═══ RECORDS FOR THIS EXERCISE ═══
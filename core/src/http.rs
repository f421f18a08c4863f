//! HTTP request and response values.
//!
//! # Design
//! Requests and responses are plain data. `Ivvy` builds `HttpRequest` values
//! and parses `HttpResponse` values without touching the network; a
//! `Transport` performs the round-trip in between. Tests construct
//! `HttpResponse` values directly instead of mocking an HTTP library.

/// A signed iVvy call described as plain data.
///
/// Every iVvy endpoint takes a `POST` with a JSON body, so the method is
/// implied.
#[derive(Debug, Clone)]
pub struct HttpRequest {
    pub url: String,
    pub headers: Vec<(String, String)>,
    pub body: String,
}

impl HttpRequest {
    /// A `POST` carrying a JSON body.
    pub fn post_json(url: String, body: String) -> Self {
        Self {
            url,
            headers: vec![("content-type".to_string(), "application/json".to_string())],
            body,
        }
    }
}

/// An HTTP response described as plain data.
#[derive(Debug, Clone, Default)]
pub struct HttpResponse {
    pub status: u16,
    pub headers: Vec<(String, String)>,
    pub body: String,
}

impl HttpResponse {
    /// A response with the given status and body and no headers.
    pub fn new(status: u16, body: impl Into<String>) -> Self {
        Self {
            status,
            headers: Vec::new(),
            body: body.into(),
        }
    }

    pub fn is_ok(&self) -> bool {
        self.status == 200
    }
}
═══
▶ EXERCISE AIM
The answer must be every line of the entries that includes the word "described".

▶ ANSWER BOX
/// A signed iVvy call described as plain data.
/// An HTTP response described as plain data.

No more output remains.